*What needs to be done*
Pull out each line of the records holding the string "that".

*Exercise material*
= = = = = = =

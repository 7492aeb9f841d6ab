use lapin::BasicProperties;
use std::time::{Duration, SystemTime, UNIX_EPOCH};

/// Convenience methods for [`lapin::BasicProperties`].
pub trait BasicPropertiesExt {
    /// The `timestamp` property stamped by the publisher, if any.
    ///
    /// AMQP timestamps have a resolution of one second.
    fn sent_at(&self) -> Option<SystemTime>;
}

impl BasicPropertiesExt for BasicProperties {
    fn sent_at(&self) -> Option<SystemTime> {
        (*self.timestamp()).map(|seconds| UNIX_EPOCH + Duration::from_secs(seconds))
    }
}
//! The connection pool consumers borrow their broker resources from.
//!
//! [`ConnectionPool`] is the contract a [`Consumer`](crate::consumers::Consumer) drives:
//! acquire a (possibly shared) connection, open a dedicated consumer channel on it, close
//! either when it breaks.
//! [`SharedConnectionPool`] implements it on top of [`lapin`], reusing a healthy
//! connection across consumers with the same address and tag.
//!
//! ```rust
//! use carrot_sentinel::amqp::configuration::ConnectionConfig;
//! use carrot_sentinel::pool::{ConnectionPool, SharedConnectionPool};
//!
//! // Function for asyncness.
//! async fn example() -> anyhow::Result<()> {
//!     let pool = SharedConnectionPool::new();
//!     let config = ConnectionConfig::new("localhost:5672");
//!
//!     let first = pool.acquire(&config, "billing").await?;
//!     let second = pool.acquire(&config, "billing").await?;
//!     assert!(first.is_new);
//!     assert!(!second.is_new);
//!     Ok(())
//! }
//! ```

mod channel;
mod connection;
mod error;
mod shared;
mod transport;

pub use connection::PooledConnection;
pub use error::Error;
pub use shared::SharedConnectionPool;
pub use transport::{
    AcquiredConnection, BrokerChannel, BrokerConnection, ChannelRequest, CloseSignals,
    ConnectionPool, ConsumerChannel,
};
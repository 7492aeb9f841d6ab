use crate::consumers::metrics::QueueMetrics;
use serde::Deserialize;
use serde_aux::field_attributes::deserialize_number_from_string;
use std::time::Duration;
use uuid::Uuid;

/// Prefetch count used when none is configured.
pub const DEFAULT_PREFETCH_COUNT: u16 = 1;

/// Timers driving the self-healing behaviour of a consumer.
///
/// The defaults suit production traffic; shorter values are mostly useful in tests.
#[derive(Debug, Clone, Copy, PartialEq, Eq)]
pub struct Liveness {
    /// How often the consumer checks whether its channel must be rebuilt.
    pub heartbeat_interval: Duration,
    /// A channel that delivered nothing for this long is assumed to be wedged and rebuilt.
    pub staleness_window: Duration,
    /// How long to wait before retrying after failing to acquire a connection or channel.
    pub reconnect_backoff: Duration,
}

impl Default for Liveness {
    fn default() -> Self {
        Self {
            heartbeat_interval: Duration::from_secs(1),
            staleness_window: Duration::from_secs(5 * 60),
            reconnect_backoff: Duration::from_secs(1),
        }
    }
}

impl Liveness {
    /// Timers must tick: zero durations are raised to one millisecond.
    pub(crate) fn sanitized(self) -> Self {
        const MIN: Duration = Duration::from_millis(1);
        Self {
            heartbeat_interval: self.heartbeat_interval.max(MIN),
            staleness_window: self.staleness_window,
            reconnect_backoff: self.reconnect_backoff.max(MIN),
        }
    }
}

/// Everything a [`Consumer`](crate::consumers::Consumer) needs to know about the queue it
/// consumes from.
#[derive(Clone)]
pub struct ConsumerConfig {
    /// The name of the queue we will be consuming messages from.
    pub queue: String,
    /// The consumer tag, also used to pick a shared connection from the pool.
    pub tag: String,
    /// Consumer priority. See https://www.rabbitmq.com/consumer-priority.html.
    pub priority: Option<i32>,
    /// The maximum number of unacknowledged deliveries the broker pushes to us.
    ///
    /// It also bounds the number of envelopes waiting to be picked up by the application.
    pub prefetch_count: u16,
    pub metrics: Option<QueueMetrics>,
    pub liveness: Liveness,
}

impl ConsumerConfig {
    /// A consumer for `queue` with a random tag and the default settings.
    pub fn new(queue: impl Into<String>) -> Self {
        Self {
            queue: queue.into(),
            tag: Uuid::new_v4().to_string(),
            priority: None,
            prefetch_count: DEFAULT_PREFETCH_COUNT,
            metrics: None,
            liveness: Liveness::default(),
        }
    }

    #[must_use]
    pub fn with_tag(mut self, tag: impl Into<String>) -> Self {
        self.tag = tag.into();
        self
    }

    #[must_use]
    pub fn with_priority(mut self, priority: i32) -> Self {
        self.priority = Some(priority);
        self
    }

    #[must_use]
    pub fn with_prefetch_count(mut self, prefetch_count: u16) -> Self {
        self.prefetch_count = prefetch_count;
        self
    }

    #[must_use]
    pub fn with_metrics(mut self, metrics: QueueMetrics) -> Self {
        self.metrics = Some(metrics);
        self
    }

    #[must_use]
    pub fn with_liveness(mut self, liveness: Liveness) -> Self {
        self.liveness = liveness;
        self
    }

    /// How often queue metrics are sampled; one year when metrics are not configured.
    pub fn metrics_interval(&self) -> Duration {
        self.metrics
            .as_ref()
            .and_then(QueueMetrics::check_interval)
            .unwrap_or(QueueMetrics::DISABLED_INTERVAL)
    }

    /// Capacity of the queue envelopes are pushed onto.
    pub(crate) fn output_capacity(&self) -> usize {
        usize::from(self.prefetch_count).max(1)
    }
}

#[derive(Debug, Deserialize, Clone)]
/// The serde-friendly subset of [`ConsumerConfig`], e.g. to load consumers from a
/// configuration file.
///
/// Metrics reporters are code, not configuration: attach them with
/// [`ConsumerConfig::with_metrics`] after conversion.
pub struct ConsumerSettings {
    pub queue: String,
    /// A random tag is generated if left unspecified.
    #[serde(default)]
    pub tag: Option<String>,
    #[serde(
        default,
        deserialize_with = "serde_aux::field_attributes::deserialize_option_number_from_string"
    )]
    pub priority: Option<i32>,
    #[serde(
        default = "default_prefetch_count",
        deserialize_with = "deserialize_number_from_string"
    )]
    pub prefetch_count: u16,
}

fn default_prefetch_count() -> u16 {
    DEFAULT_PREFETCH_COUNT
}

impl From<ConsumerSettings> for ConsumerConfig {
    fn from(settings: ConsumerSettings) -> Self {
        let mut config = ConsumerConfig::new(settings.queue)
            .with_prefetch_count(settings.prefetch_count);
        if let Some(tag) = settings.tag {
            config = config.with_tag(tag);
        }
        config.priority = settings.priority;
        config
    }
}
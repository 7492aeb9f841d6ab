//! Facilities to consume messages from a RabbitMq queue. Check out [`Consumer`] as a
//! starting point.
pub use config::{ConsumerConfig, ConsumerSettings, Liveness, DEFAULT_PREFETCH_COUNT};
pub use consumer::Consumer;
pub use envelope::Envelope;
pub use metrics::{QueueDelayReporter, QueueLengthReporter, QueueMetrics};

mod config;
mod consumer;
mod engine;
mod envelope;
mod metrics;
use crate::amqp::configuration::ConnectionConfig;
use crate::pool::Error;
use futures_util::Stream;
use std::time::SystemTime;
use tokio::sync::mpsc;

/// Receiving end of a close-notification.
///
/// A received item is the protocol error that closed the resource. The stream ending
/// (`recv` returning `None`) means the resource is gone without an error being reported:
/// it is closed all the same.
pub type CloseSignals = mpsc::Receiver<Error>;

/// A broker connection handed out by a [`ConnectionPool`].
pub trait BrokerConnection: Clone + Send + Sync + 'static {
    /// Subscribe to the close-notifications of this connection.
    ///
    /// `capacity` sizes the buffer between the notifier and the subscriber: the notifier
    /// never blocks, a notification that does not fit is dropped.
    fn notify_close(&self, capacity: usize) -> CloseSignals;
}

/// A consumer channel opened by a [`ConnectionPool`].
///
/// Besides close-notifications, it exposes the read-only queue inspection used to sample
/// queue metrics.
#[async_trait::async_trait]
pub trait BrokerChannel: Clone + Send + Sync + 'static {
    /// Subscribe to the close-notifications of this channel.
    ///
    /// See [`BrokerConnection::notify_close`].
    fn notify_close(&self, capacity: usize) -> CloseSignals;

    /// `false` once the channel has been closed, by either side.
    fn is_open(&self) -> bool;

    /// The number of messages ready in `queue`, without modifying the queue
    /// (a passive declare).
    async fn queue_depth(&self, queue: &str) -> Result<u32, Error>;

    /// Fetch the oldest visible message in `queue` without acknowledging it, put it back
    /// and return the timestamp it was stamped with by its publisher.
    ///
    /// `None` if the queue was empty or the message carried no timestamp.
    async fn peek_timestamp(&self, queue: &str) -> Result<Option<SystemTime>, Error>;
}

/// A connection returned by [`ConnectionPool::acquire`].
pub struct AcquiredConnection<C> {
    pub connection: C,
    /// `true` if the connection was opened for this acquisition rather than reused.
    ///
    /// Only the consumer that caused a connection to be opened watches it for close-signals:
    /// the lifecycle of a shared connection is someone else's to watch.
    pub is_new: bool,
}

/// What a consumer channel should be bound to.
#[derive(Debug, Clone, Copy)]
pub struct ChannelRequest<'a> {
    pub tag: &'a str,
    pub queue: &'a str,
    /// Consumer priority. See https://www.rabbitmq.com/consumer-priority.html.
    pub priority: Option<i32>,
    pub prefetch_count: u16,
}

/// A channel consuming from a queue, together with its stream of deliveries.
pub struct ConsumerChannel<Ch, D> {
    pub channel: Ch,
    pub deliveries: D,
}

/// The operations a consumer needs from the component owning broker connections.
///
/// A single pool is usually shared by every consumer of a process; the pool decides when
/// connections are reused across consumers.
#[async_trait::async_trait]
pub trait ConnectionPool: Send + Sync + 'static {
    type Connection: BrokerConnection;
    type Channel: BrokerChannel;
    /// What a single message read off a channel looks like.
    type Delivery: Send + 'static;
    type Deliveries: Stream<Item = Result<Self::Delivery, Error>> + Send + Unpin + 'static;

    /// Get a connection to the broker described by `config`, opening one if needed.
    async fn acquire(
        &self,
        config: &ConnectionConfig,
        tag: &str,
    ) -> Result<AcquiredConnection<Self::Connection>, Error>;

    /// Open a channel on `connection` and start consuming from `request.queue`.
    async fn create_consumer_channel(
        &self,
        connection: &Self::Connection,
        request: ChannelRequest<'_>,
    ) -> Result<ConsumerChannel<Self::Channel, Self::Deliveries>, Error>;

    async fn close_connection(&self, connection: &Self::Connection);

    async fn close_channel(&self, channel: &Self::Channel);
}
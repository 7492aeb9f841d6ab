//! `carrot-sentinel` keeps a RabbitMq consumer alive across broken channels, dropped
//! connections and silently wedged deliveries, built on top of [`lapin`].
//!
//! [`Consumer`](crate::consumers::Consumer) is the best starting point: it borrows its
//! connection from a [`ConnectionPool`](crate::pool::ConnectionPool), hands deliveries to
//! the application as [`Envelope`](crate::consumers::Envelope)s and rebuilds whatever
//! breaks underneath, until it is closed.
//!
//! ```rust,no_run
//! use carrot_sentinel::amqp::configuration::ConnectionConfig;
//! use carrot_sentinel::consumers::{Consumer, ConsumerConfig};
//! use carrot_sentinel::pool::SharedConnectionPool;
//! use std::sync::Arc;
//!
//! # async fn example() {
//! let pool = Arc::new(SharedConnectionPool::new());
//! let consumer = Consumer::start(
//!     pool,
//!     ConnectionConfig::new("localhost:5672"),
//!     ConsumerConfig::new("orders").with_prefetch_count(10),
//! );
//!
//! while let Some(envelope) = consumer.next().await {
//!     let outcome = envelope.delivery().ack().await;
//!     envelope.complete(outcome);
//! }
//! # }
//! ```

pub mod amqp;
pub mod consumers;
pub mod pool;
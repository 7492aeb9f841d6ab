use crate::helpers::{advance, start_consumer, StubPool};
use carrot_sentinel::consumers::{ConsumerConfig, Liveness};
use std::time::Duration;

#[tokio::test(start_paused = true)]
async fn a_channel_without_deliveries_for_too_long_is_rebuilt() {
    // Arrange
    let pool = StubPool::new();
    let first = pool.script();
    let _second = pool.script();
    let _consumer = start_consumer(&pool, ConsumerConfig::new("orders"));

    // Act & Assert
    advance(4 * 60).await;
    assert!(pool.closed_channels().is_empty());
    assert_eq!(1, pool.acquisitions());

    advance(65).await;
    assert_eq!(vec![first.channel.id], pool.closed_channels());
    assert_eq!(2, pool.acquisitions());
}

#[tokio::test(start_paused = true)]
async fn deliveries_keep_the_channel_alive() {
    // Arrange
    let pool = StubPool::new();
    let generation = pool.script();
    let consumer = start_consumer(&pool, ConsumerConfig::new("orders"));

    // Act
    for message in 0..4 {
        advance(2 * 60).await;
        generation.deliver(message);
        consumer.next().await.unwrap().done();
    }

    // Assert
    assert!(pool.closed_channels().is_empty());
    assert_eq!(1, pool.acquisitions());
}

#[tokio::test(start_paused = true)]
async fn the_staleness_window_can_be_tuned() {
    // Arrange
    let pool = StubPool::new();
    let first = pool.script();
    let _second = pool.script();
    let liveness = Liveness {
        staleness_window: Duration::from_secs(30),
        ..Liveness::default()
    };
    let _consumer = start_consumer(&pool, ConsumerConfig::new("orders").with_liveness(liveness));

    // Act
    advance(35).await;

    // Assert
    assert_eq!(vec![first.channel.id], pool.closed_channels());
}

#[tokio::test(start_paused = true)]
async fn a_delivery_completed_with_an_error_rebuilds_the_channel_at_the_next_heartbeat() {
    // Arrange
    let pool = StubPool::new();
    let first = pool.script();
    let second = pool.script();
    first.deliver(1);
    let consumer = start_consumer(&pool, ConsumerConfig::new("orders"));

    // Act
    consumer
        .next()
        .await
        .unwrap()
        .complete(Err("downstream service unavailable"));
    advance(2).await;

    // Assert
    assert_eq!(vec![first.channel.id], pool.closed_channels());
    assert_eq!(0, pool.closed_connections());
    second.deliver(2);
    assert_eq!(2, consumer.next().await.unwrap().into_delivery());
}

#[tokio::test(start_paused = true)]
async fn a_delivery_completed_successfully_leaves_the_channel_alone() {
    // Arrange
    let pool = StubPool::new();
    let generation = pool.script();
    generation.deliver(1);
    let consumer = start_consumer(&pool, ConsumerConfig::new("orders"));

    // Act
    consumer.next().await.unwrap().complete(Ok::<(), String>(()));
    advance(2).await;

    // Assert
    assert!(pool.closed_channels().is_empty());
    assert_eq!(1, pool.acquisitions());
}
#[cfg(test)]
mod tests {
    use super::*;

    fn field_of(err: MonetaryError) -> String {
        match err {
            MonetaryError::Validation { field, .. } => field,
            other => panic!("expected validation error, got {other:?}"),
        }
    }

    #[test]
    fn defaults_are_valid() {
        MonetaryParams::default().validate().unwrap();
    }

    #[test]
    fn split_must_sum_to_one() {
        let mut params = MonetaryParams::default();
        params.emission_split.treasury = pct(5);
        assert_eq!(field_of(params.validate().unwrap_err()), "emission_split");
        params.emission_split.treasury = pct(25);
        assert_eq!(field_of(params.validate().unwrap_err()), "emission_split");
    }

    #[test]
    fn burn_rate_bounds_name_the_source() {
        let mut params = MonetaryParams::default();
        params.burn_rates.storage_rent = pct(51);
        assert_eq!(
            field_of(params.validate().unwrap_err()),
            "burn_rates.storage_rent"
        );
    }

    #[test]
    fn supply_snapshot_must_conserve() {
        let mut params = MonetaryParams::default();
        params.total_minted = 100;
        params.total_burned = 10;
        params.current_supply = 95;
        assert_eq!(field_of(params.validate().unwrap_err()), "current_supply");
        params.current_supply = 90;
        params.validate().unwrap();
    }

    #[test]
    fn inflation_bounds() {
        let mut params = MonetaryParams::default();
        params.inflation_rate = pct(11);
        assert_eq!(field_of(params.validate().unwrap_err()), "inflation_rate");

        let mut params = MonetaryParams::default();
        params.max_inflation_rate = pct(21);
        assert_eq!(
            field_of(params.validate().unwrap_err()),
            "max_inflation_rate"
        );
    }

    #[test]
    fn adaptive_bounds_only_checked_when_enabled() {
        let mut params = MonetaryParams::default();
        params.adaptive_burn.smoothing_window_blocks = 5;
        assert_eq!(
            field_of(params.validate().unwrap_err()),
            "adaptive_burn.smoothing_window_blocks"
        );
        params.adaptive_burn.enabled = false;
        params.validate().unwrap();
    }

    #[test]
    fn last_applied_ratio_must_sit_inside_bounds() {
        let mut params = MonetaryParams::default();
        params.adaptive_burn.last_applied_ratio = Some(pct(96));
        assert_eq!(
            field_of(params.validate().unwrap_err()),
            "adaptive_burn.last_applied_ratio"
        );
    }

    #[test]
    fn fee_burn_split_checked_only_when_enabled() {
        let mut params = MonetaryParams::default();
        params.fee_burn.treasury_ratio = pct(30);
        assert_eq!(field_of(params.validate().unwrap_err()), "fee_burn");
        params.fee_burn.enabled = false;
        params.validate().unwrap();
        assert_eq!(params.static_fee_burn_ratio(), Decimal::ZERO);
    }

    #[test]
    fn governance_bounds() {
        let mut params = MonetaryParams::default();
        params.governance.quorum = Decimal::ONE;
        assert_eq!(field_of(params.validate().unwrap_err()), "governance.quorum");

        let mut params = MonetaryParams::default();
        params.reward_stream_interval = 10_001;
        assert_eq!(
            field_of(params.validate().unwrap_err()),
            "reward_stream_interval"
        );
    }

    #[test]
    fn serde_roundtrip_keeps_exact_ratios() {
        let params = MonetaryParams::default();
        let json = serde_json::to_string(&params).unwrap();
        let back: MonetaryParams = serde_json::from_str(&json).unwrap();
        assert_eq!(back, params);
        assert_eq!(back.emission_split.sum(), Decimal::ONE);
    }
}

= = = = = = =

*Expected answer*
    /// A channel that delivered nothing for this long is assumed to be wedged and rebuilt.
/// A received item is the protocol error that closed the resource. The stream ending
    /// never blocks, a notification that does not fit is dropped.
    /// Only the consumer that caused a connection to be opened watches it for close-signals:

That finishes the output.